Intel has other problems, they can never match the die size of the ARM cores due to their rather excessive baggage they lug around for legacy support. On desktop chips where neither die size nor power are that big of an issue, it doesn't matter. For mobile parts the 5 CPU core Tegra 4 devotes most of its die space to GPU cores and still comes in smaller then Intel's parts which have two functional CPU units and a dated and tiny GPU in comparison.
Intel's only hope is the one thing they are always better at then everyone else. Fabrication technology. Given enough of a lead in fab tech, the rest is just noise.
Legacy rubbish? If it is legacy then it has been die shrunk for at least 10 years and be a spec of dust by now. Why must you insist on spouting this absolute lie about the x86 front end? You have absolutely no empirical evidence of this. It is a complete myth.

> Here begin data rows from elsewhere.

//! # Shipment Admin Telegram Bot
//!
//! An admin-only Telegram bot for a shipment-tracking web application. Admins
//! create, inspect and edit shipments, pause and resume their delivery
//! simulations, and push notifications. Commands are rate limited per user
//! with a fixed window in the shared key-value store, and every mutation
//! invalidates the shipment's cached record.

pub mod bot;
pub mod cache;
pub mod config;
pub mod db;
pub mod dialogue;
pub mod errors;
pub mod notifications;
pub mod observability;
pub mod observability_config;
pub mod rate_limiter;
pub mod shipments;
pub mod simulation;
pub mod store;
pub mod validation;

// Re-export types for easier access
pub use cache::{CacheInvalidator, ShipmentCache, ShipmentDetails};
pub use errors::{AppError, AppResult};
pub use rate_limiter::{RateDecision, RateLimiter};
pub use shipments::ShipmentService;
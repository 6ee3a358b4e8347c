//! Shipment operations behind the bot's commands and buttons.
//!
//! [`ShipmentService`] owns the repository, the shared store, the cache, the
//! simulation controls and the notifier. Every mutation invalidates or
//! refreshes `shipment:{tracking_number}` before it returns.

use std::sync::Arc;

use chrono::{Local, Utc};
use rand::Rng;
use tracing::{info, warn};

use crate::cache::{ShipmentCache, ShipmentDetails};
use crate::config::AdminConfig;
use crate::db::{Shipment, ShipmentPage, ShipmentRepository, PAGE_SIZE};
use crate::errors::{error_logging, AppError, AppResult};
use crate::notifications::{BroadcastOutcome, EmailJob, Notifier, WebhookPayload};
use crate::simulation::SimulationControl;
use crate::store::KeyValueStore;
use crate::validation::{
    sanitize_tracking_number, validate_email, validate_location, validate_status,
    validate_webhook_url, ShipmentInput,
};

const ID_ALPHABET: &[u8] = b"ABCDEFGHIJKLMNOPQRSTUVWXYZ0123456789";
const ID_SUFFIX_LEN: usize = 6;
const ID_MAX_ATTEMPTS: usize = 10;

/// Per-chat selections made in the batch and bulk pickers
#[derive(Debug, Clone, Copy, PartialEq, Eq, Hash)]
pub enum SelectionSet {
    BatchDelete,
    BulkPause,
    BulkResume,
}

impl SelectionSet {
    pub fn key(self, chat_id: i64) -> String {
        let prefix = match self {
            SelectionSet::BatchDelete => "batch_delete",
            SelectionSet::BulkPause => "bulk_pause",
            SelectionSet::BulkResume => "bulk_resume",
        };
        format!("{}:{}", prefix, chat_id)
    }
}

/// Figures shown by `/stats`
#[derive(Debug, Clone, Copy, Default, PartialEq)]
pub struct ShipmentStats {
    pub total: u64,
    pub active: u64,
    pub paused: u64,
    pub queue_length: u64,
}

/// Result of [`ShipmentService::save`]
#[derive(Debug, Clone, PartialEq)]
pub struct SaveOutcome {
    pub shipment: Shipment,
    pub created: bool,
}

pub fn not_found(tracking_number: &str) -> AppError {
    AppError::NotFound(format!("Shipment `{}` not found.", tracking_number))
}

/// Normalized tracking number, or "Invalid tracking number."
pub fn require_tracking_number(input: &str) -> AppResult<String> {
    sanitize_tracking_number(input)
        .ok_or_else(|| AppError::Validation("Invalid tracking number.".to_string()))
}

fn random_tracking_number() -> String {
    let mut rng = rand::rng();
    let suffix: String = (0..ID_SUFFIX_LEN)
        .map(|_| ID_ALPHABET[rng.random_range(0..ID_ALPHABET.len())] as char)
        .collect();
    format!("TRK{}{}", Local::now().format("%Y%m%d%H%M%S"), suffix)
}

/// Slice one page out of an in-memory list, 1-based.
fn paginate(items: Vec<String>, page: u32) -> ShipmentPage {
    let total = items.len() as u64;
    let offset = (page.max(1) as usize - 1) * PAGE_SIZE as usize;
    ShipmentPage {
        tracking_numbers: items
            .into_iter()
            .skip(offset)
            .take(PAGE_SIZE as usize)
            .collect(),
        total,
    }
}

#[derive(Clone)]
pub struct ShipmentService {
    repository: Arc<dyn ShipmentRepository>,
    store: Arc<dyn KeyValueStore>,
    cache: ShipmentCache,
    simulation: SimulationControl,
    notifier: Arc<dyn Notifier>,
    admin: Arc<AdminConfig>,
    mail_from: String,
}
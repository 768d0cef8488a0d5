//! Core type definitions for deltasync.

use crate::id::RecordId;
use serde::{Deserialize, Serialize};
use std::fmt;
use std::time::{SystemTime, UNIX_EPOCH};

/// Per-record logical clock.
///
/// Bumped on every local mutation. Revisions are the only thing conflict
/// detection compares; wall-clock time is never trusted for ordering.
#[derive(Debug, Clone, Copy, Default, PartialEq, Eq, PartialOrd, Ord, Hash, Serialize, Deserialize)]
#[serde(transparent)]
pub struct Revision(pub u64);

impl Revision {
    /// Revision of a record that has never been written.
    pub const ZERO: Revision = Revision(0);

    /// Creates a new revision.
    #[must_use]
    pub const fn new(rev: u64) -> Self {
        Self(rev)
    }

    /// Returns the raw revision value.
    #[must_use]
    pub const fn as_u64(self) -> u64 {
        self.0
    }

    /// Largest representable revision; it has no successor.
    pub const MAX: Revision = Revision(u64::MAX);

    /// Returns the next revision, or `None` at [`Revision::MAX`].
    #[must_use]
    pub const fn next(self) -> Option<Self> {
        match self.0.checked_add(1) {
            Some(rev) => Some(Self(rev)),
            None => None,
        }
    }

    /// Returns true if a later revision exists.
    #[must_use]
    pub const fn has_successor(self) -> bool {
        self.0 < u64::MAX
    }
}

impl fmt::Display for Revision {
    fn fmt(&self, f: &mut fmt::Formatter<'_>) -> fmt::Result {
        write!(f, "rev:{}", self.0)
    }
}

/// Name of a registered record type (e.g. `"Book"`).
#[derive(Debug, Clone, PartialEq, Eq, PartialOrd, Ord, Hash, Serialize, Deserialize)]
#[serde(transparent)]
pub struct RecordType(String);

impl RecordType {
    /// Creates a record type name.
    pub fn new(name: impl Into<String>) -> Self {
        Self(name.into())
    }

    /// Returns the name.
    #[must_use]
    pub fn as_str(&self) -> &str {
        &self.0
    }
}

impl fmt::Display for RecordType {
    fn fmt(&self, f: &mut fmt::Formatter<'_>) -> fmt::Result {
        f.write_str(&self.0)
    }
}

impl From<&str> for RecordType {
    fn from(s: &str) -> Self {
        Self(s.to_string())
    }
}

impl From<String> for RecordType {
    fn from(s: String) -> Self {
        Self(s)
    }
}

/// Fully qualified record address: type plus identity.
#[derive(Debug, Clone, PartialEq, Eq, PartialOrd, Ord, Hash, Serialize, Deserialize)]
pub struct RecordKey {
    /// Record type.
    pub record_type: RecordType,
    /// Record identity.
    pub id: RecordId,
}

impl RecordKey {
    /// Creates a record key.
    pub fn new(record_type: impl Into<RecordType>, id: RecordId) -> Self {
        Self {
            record_type: record_type.into(),
            id,
        }
    }
}

impl fmt::Display for RecordKey {
    fn fmt(&self, f: &mut fmt::Formatter<'_>) -> fmt::Result {
        write!(f, "{}/{}", self.record_type, self.id)
    }
}

/// Current wall-clock time in milliseconds since the Unix epoch.
///
/// Used for informational timestamps only.
#[must_use]
pub fn now_millis() -> i64 {
    SystemTime::now()
        .duration_since(UNIX_EPOCH)
        .map(|d| i64::try_from(d.as_millis()).unwrap_or(i64::MAX))
        .unwrap_or_default()
}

As for size, CloverTrail comes in at about 60 mm^2 on 32nm and the GPU and CPU cores are actually a fraction of that space, around 30%. The GPU has DX 10.1 support which adds to the area of the GPU significantly.
Tegra 4 is rumored to be 80 mm^2 on 28nm (assuming the Nvidia presentation slide was not just some rendered graphic) That gives Intel a lot of space to add performance, and if they start leveraging their process advantage, which they will, even if they are slightly behind on architecture that will make up for it.
T4 doesn't support OpenGL ES 3.0 from what I remember reading a decision most likely made to save on area too, so T4 is no miracle chip in fact it could look out of date very quickly.